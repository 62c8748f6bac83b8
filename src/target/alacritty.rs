use crate::foundation::error::ThemeResult;
use crate::scheme::model::{AnsiSlot, BaseField, CanonicalScheme, ColorField};
use crate::target::{
    Absent, Conversion, FieldRule, Formatter, TargetFormat, TargetRecord, ansi, base,
    format_with_rules,
};

const fn rule(path: &'static str, field: ColorField) -> FieldRule {
    FieldRule::new(path, field, Conversion::StripAlpha)
}

const RULES: &[FieldRule] = &[
    rule("colors.primary.background", base(BaseField::Background)).require(),
    rule("colors.primary.foreground", base(BaseField::Normal)).require(),
    rule("colors.cursor.cursor", base(BaseField::Cursor)),
    rule("colors.cursor.text", base(BaseField::CursorText)),
    rule("colors.selection.background", base(BaseField::SelectionBackground)),
    rule("colors.selection.text", base(BaseField::SelectionForeground)),
    rule("colors.normal.black", ansi(AnsiSlot::Black)),
    rule("colors.normal.red", ansi(AnsiSlot::Red)),
    rule("colors.normal.green", ansi(AnsiSlot::Green)),
    rule("colors.normal.yellow", ansi(AnsiSlot::Yellow)),
    rule("colors.normal.blue", ansi(AnsiSlot::Blue)),
    rule("colors.normal.magenta", ansi(AnsiSlot::Magenta)),
    rule("colors.normal.cyan", ansi(AnsiSlot::Cyan)),
    rule("colors.normal.white", ansi(AnsiSlot::White)),
    rule("colors.bright.black", ansi(AnsiSlot::BrightBlack)),
    rule("colors.bright.red", ansi(AnsiSlot::BrightRed)),
    rule("colors.bright.green", ansi(AnsiSlot::BrightGreen)),
    rule("colors.bright.yellow", ansi(AnsiSlot::BrightYellow)),
    rule("colors.bright.blue", ansi(AnsiSlot::BrightBlue)),
    rule("colors.bright.magenta", ansi(AnsiSlot::BrightMagenta)),
    rule("colors.bright.cyan", ansi(AnsiSlot::BrightCyan)),
    rule("colors.bright.white", ansi(AnsiSlot::BrightWhite)),
];

/// Alacritty `[colors]` tables.
#[derive(Debug, Clone, Copy, Default)]
pub(crate) struct AlacrittyFormatter;

impl Formatter for AlacrittyFormatter {
    fn target(&self) -> TargetFormat {
        TargetFormat::Alacritty
    }

    fn rules(&self) -> &'static [FieldRule] {
        RULES
    }

    fn format(&self, scheme: &CanonicalScheme) -> ThemeResult<TargetRecord> {
        format_with_rules(self.target(), scheme, RULES, Absent::Null)
    }
}

#[cfg(test)]
#[path = "../../tests/unit/target/alacritty.rs"]
mod tests;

To do:
Lines containing the word "blue" must all be returned from the material above.

Output of the task:
    rule("colors.normal.blue", ansi(AnsiSlot::Blue)),
    rule("colors.bright.blue", ansi(AnsiSlot::BrightBlue)),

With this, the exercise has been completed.